I saw the notice on Thursday morning, and didn’t find it especially newsworthy, given the fact that there was an extensive prior history about ATS-P in the public record; for example, see this CBP annual report (see page 29), this congressional testimony by former DHS official Asa Hutchison from 2004, and the DHS budget-in-brief for FY 2006.
But evidently the Washington Post thought differently, writing about it in today’s edition:
The federal government disclosed details yesterday of a border-security program to screen all people who enter and leave the United States, create a terrorism risk profile of each individual and retain that information for up to 40 years.
The details, released in a notice published yesterday in the Federal Register, open a new window on the government’s broad and often controversial data-collection effort directed at American and foreign travelers, which was implemented after the Sept. 11, 2001, attacks.

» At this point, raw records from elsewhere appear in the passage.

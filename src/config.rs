use serde::{Deserialize, Serialize};
use std::fs;
use std::path::{Path, PathBuf};
use std::time::Duration;

use crate::logging::log_warning;
use crate::update_path;

// ============================================================================
// Updater Config
// ============================================================================

/// Where releases come from and how long each step may take.
///
/// Every field has a default, so a partial `config.json` only overrides what it names.
#[derive(Debug, Serialize, Deserialize, Clone, PartialEq)]
#[serde(default)]
pub struct UpdaterConfig {
    /// Release repository owner
    pub owner: String,
    /// Release repository name
    pub repo: String,
    /// Product name used in asset names and as the binary entry inside archives
    pub product: String,
    /// Base URL of the release metadata API
    pub api_base: String,
    /// Base URL that serves release downloads and `checksums.txt`
    pub download_base: String,
    pub user_agent: String,
    /// Timeout applied to each release, asset and checksum request
    pub http_timeout_secs: u64,
    /// Upper bound for the post-swap self-check
    pub validate_timeout_secs: u64,
    /// Arguments passed to a binary to make it report its version
    pub validate_args: Vec<String>,
    /// Age after which a leftover `update.lock` is considered abandoned
    pub lock_stale_secs: u64,
}

impl Default for UpdaterConfig {
    fn default() -> Self {
        Self {
            owner: "aceteam-ai".to_string(),
            repo: "citadel-cli".to_string(),
            product: "citadel".to_string(),
            api_base: "https://api.github.com".to_string(),
            download_base: "https://github.com".to_string(),
            user_agent: "citadel-cli".to_string(),
            http_timeout_secs: 30,
            validate_timeout_secs: 5,
            validate_args: vec!["version".to_string()],
            lock_stale_secs: 3600,
        }
    }
}

impl UpdaterConfig {
    pub fn default_path() -> PathBuf {
        update_path!("config.json")
    }

    /// Load from the default location, falling back to defaults.
    pub fn load() -> Self {
        Self::load_from(&Self::default_path())
    }

    pub fn load_from(path: &Path) -> Self {
        if path.exists() {
            match fs::read_to_string(path) {
                Ok(content) => match serde_json::from_str(&content) {
                    Ok(config) => return config,
                    Err(e) => log_warning(&format!(
                        "Ignoring invalid updater config {}: {}",
                        path.display(),
                        e
                    )),
                },
                Err(e) => log_warning(&format!(
                    "Could not read updater config {}: {}",
                    path.display(),
                    e
                )),
            }
        }
        Self::default()
    }

    pub fn save_to(&self, path: &Path) -> std::io::Result<()> {
        if let Some(parent) = path.parent() {
            fs::create_dir_all(parent)?;
        }
        let json = serde_json::to_string_pretty(self)?;
        fs::write(path, json)
    }

    pub fn http_timeout(&self) -> Duration {
        Duration::from_secs(self.http_timeout_secs)
    }

    pub fn validate_timeout(&self) -> Duration {
        Duration::from_secs(self.validate_timeout_secs)
    }

    pub fn lock_stale_after(&self) -> Duration {
        Duration::from_secs(self.lock_stale_secs)
    }
}

#[cfg(test)]
mod tests {
    use super::*;

    #[test]
    fn test_defaults_match_release_layout() {
        let config = UpdaterConfig::default();
        assert_eq!(config.product, "citadel");
        assert_eq!(config.http_timeout(), Duration::from_secs(30));
        assert_eq!(config.validate_timeout(), Duration::from_secs(5));
        assert_eq!(config.validate_args, vec!["version".to_string()]);
    }

    #[test]
    fn test_partial_config_keeps_defaults() {
        let dir = tempfile::tempdir().unwrap();
        let path = dir.path().join("config.json");
        fs::write(
            &path,
            r#"{"api_base": "http://127.0.0.1:9000", "http_timeout_secs": 3}"#,
        )
        .unwrap();

        let config = UpdaterConfig::load_from(&path);
        assert_eq!(config.api_base, "http://127.0.0.1:9000");
        assert_eq!(config.http_timeout_secs, 3);
        assert_eq!(config.repo, "citadel-cli");
    }

    #[test]
    fn test_missing_or_invalid_config_is_default() {
        let dir = tempfile::tempdir().unwrap();
        let missing = dir.path().join("nope.json");
        assert_eq!(UpdaterConfig::load_from(&missing), UpdaterConfig::default());

        let broken = dir.path().join("broken.json");
        fs::write(&broken, "{not json").unwrap();
        assert_eq!(UpdaterConfig::load_from(&broken), UpdaterConfig::default());
    }

    #[test]
    fn test_save_round_trip() {
        let dir = tempfile::tempdir().unwrap();
        let path = dir.path().join("nested").join("config.json");
        let config = UpdaterConfig {
            owner: "example".to_string(),
            validate_args: vec!["--version".to_string()],
            ..Default::default()
        };
        config.save_to(&path).unwrap();
        assert_eq!(UpdaterConfig::load_from(&path), config);
    }
}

While long known to scrutinize air travelers, the Department of Homeland Security is seeking to apply new technology to perform similar checks on people who enter or leave the country “by automobile or on foot,” the notice said.
The department intends to use a program called the Automated Targeting System, originally designed to screen shipping cargo, to store and analyze the data.
Reading the Federal Register notice again, it’s unclear to me whether the third paragraph of the story is a correct interpretation of the notice. The notice indicates that risk assessments are based on a number of sources, including “existing information” about “persons crossing the United States land border by automobile or on foot.” I read that as saying that DHS using land border crossing data as an input to risk assessment for international entry by air, not conducting that same type of risk assessment at land borders. Hopefully DHS will clarify this point so that there’s a firm understanding of the roles and scope of the system.